"""

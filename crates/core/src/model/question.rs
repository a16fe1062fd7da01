use rand::Rng;
use std::collections::HashSet;
use thiserror::Error;

use crate::model::ids::QuestionId;
use crate::shuffle::shuffle;

//
// ─── ERRORS ────────────────────────────────────────────────────────────────────
//

#[derive(Debug, Error, Clone, PartialEq, Eq)]
#[non_exhaustive]
pub enum QuestionError {
    #[error("question prompt cannot be empty")]
    EmptyPrompt,

    #[error("question must have at least one option")]
    NoOptions,

    #[error("option text cannot be empty")]
    EmptyOption,

    #[error("duplicate option: {0}")]
    DuplicateOption(String),

    #[error("question must have at least one correct answer")]
    NoCorrectAnswers,

    #[error("correct answer is not one of the options: {0}")]
    UnknownCorrectAnswer(String),

    #[error("single-answer question has {count} correct answers")]
    MultipleCorrectForSingle { count: usize },
}

//
// ─── DRAFT ─────────────────────────────────────────────────────────────────────
//

/// Unvalidated question input, as loaded from a question bank.
#[derive(Debug, Clone, PartialEq, Eq)]
pub struct QuestionDraft {
    pub id: QuestionId,
    pub prompt: String,
    pub options: Vec<String>,
    pub correct_answers: Vec<String>,
    pub multiple: bool,
}

impl QuestionDraft {
    /// Validate the draft into an immutable `Question`.
    ///
    /// The prompt is trimmed. Options keep their given order. Repeated correct
    /// answers collapse into one.
    ///
    /// # Errors
    ///
    /// Returns `QuestionError` when the prompt or options are blank, options
    /// repeat, the correct answers are empty or not a subset of the options,
    /// or a single-answer question lists more than one correct answer.
    pub fn validate(self) -> Result<Question, QuestionError> {
        let prompt = self.prompt.trim().to_string();
        if prompt.is_empty() {
            return Err(QuestionError::EmptyPrompt);
        }
        if self.options.is_empty() {
            return Err(QuestionError::NoOptions);
        }

        let mut seen = HashSet::with_capacity(self.options.len());
        for option in &self.options {
            if option.trim().is_empty() {
                return Err(QuestionError::EmptyOption);
            }
            if !seen.insert(option.as_str()) {
                return Err(QuestionError::DuplicateOption(option.clone()));
            }
        }

        let mut correct_answers: Vec<String> = Vec::with_capacity(self.correct_answers.len());
        for answer in self.correct_answers {
            if !seen.contains(answer.as_str()) {
                return Err(QuestionError::UnknownCorrectAnswer(answer));
            }
            if !correct_answers.contains(&answer) {
                correct_answers.push(answer);
            }
        }
        if correct_answers.is_empty() {
            return Err(QuestionError::NoCorrectAnswers);
        }
        if !self.multiple && correct_answers.len() > 1 {
            return Err(QuestionError::MultipleCorrectForSingle {
                count: correct_answers.len(),
            });
        }

        Ok(Question {
            id: self.id,
            prompt,
            options: self.options,
            correct_answers,
            multiple: self.multiple,
        })
    }
}

//
// ─── QUESTION ──────────────────────────────────────────────────────────────────
//

/// A single quiz item. Immutable once validated.
#[derive(Debug, Clone, PartialEq, Eq)]
pub struct Question {
    id: QuestionId,
    prompt: String,
    options: Vec<String>,
    correct_answers: Vec<String>,
    multiple: bool,
}

impl Question {
    /// Build and validate a question in one step.
    ///
    /// # Errors
    ///
    /// See [`QuestionDraft::validate`].
    pub fn new(
        id: QuestionId,
        prompt: impl Into<String>,
        options: impl IntoIterator<Item = impl Into<String>>,
        correct_answers: impl IntoIterator<Item = impl Into<String>>,
        multiple: bool,
    ) -> Result<Self, QuestionError> {
        QuestionDraft {
            id,
            prompt: prompt.into(),
            options: options.into_iter().map(Into::into).collect(),
            correct_answers: correct_answers.into_iter().map(Into::into).collect(),
            multiple,
        }
        .validate()
    }

    #[must_use]
    pub fn id(&self) -> QuestionId {
        self.id
    }

    #[must_use]
    pub fn prompt(&self) -> &str {
        &self.prompt
    }

    #[must_use]
    pub fn options(&self) -> &[String] {
        &self.options
    }

    #[must_use]
    pub fn correct_answers(&self) -> &[String] {
        &self.correct_answers
    }

    /// Whether more than one option may be selected.
    #[must_use]
    pub fn multiple(&self) -> bool {
        self.multiple
    }

    #[must_use]
    pub fn has_option(&self, option: &str) -> bool {
        self.options.iter().any(|o| o == option)
    }

    #[must_use]
    pub fn is_correct_answer(&self, option: &str) -> bool {
        self.correct_answers.iter().any(|a| a == option)
    }

    /// Exact set comparison of `selection` against the correct answers.
    ///
    /// Order and repeated entries are ignored; any missing or extra option
    /// makes the answer incorrect.
    #[must_use]
    pub fn is_answered_by<S: AsRef<str>>(&self, selection: &[S]) -> bool {
        let chosen: HashSet<&str> = selection.iter().map(AsRef::as_ref).collect();
        let expected: HashSet<&str> = self.correct_answers.iter().map(String::as_str).collect();
        chosen == expected
    }

    /// Returns a copy of this question with its options in random order.
    #[must_use]
    pub fn with_options_shuffled<R: Rng + ?Sized>(&self, rng: &mut R) -> Self {
        Self {
            options: shuffle(&self.options, rng),
            ..self.clone()
        }
    }
}
use services::{AdvanceOutcome, FilterKind, QuizError, QuizLoopError, QuizLoopService, QuizSession};
use thiserror::Error;

/// User actions a front end can send to the quiz.
#[derive(Clone, Copy, Debug, PartialEq, Eq)]
pub enum QuizIntent {
    /// Pick or toggle the option at this display index.
    Select(usize),
    /// The primary button: check, then next.
    Advance,
    Restart { missed_only: bool },
    ToggleStar,
    SetStarredFilter(bool),
    FullReset,
}

#[derive(Clone, Copy, Debug, PartialEq, Eq)]
pub enum IntentOutcome {
    Updated,
    Advanced(AdvanceOutcome),
    Starred(bool),
}

#[derive(Clone, Debug, Error, PartialEq, Eq)]
pub enum ViewError {
    #[error("That option is not available.")]
    InvalidOption,
    #[error("There are no {0} questions to ask.")]
    EmptyFilter(FilterKind),
    #[error("Something went wrong. Please try again.")]
    Unknown,
}

impl From<QuizError> for ViewError {
    fn from(err: QuizError) -> Self {
        match err {
            QuizError::InvalidOptionSelection { .. } => ViewError::InvalidOption,
            QuizError::EmptyFilterResult { filter } => ViewError::EmptyFilter(filter),
            _ => ViewError::Unknown,
        }
    }
}

impl From<QuizLoopError> for ViewError {
    fn from(err: QuizLoopError) -> Self {
        match err {
            QuizLoopError::Quiz(err) => err.into(),
            other => {
                tracing::error!(error = %other, "quiz workflow failed");
                ViewError::Unknown
            }
        }
    }
}

/// Apply an intent to the session, persisting settings where needed.
///
/// # Errors
///
/// Returns `ViewError::InvalidOption` for out-of-range selections,
/// `ViewError::EmptyFilter` when a restart filter matches nothing, and
/// `ViewError::Unknown` for storage failures.
pub async fn dispatch(
    quiz_loop: &QuizLoopService,
    session: &mut QuizSession,
    intent: QuizIntent,
) -> Result<IntentOutcome, ViewError> {
    match intent {
        QuizIntent::Select(index) => {
            session.select_index(index)?;
            Ok(IntentOutcome::Updated)
        }
        QuizIntent::Advance => Ok(IntentOutcome::Advanced(session.advance())),
        QuizIntent::Restart { missed_only } => {
            session.restart(missed_only)?;
            Ok(IntentOutcome::Updated)
        }
        QuizIntent::ToggleStar => {
            let id = session.current_question().id();
            let starred = quiz_loop.toggle_star(session, id).await?;
            Ok(IntentOutcome::Starred(starred))
        }
        QuizIntent::SetStarredFilter(enabled) => {
            quiz_loop.apply_starred_filter(session, enabled).await?;
            Ok(IntentOutcome::Updated)
        }
        QuizIntent::FullReset => {
            quiz_loop.full_reset(session).await?;
            Ok(IntentOutcome::Updated)
        }
    }
}
use std::path::{Path, PathBuf};

use quiz_core::model::{Question, QuestionDraft, QuestionError, QuestionId};
use serde::{Deserialize, Serialize};
use thiserror::Error;

const DEFAULT_BANK: &str = include_str!("../data/default_questions.json");

#[derive(Debug, Error)]
#[non_exhaustive]
pub enum QuestionBankError {
    #[error("failed to read question bank {path}: {source}")]
    Io {
        path: PathBuf,
        #[source]
        source: std::io::Error,
    },

    #[error("failed to parse question bank: {0}")]
    Parse(#[from] serde_json::Error),

    #[error("invalid question {id}: {source}")]
    Invalid {
        id: QuestionId,
        #[source]
        source: QuestionError,
    },
}

/// On-disk shape of a single question (field names as in the bank files).
#[derive(Debug, Clone, PartialEq, Eq, Serialize, Deserialize)]
#[serde(rename_all = "camelCase")]
pub struct QuestionRecord {
    pub id: u64,
    pub question: String,
    pub options: Vec<String>,
    pub correct_answers: Vec<String>,
    #[serde(default)]
    pub multiple: bool,
}

impl QuestionRecord {
    #[must_use]
    pub fn from_question(question: &Question) -> Self {
        Self {
            id: question.id().value(),
            question: question.prompt().to_owned(),
            options: question.options().to_vec(),
            correct_answers: question.correct_answers().to_vec(),
            multiple: question.multiple(),
        }
    }

    /// Convert the record into a validated domain `Question`.
    ///
    /// # Errors
    ///
    /// Returns `QuestionBankError::Invalid` when validation fails.
    pub fn into_question(self) -> Result<Question, QuestionBankError> {
        let id = QuestionId::new(self.id);
        QuestionDraft {
            id,
            prompt: self.question,
            options: self.options,
            correct_answers: self.correct_answers,
            multiple: self.multiple,
        }
        .validate()
        .map_err(|source| QuestionBankError::Invalid { id, source })
    }
}

/// Parse a JSON array of question records.
///
/// # Errors
///
/// Returns `QuestionBankError::Parse` for malformed JSON and
/// `QuestionBankError::Invalid` for the first question that fails validation.
pub fn parse_question_bank(raw: &str) -> Result<Vec<Question>, QuestionBankError> {
    let records: Vec<QuestionRecord> = serde_json::from_str(raw)?;
    records
        .into_iter()
        .map(QuestionRecord::into_question)
        .collect()
}

/// Read and parse a question bank file.
///
/// # Errors
///
/// Returns `QuestionBankError::Io` if the file cannot be read, otherwise see
/// [`parse_question_bank`].
pub fn load_question_bank(path: impl AsRef<Path>) -> Result<Vec<Question>, QuestionBankError> {
    let path = path.as_ref();
    let raw = std::fs::read_to_string(path).map_err(|source| QuestionBankError::Io {
        path: path.to_path_buf(),
        source,
    })?;
    let questions = parse_question_bank(&raw)?;
    tracing::debug!(path = %path.display(), count = questions.len(), "loaded question bank");
    Ok(questions)
}

/// The built-in question bank shipped with the binary.
///
/// # Errors
///
/// Only fails if the embedded bank itself is malformed.
pub fn default_question_bank() -> Result<Vec<Question>, QuestionBankError> {
    parse_question_bank(DEFAULT_BANK)
}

"""

### [DIRECTIONS]
Consider the entries above and return each line with the string "QuestionId".

### [TASK ANSWER]
use crate::model::ids::QuestionId;
    pub id: QuestionId,
    id: QuestionId,
        id: QuestionId,
    pub fn id(&self) -> QuestionId {
use quiz_core::model::{Question, QuestionDraft, QuestionError, QuestionId};
        id: QuestionId,
        let id = QuestionId::new(self.id);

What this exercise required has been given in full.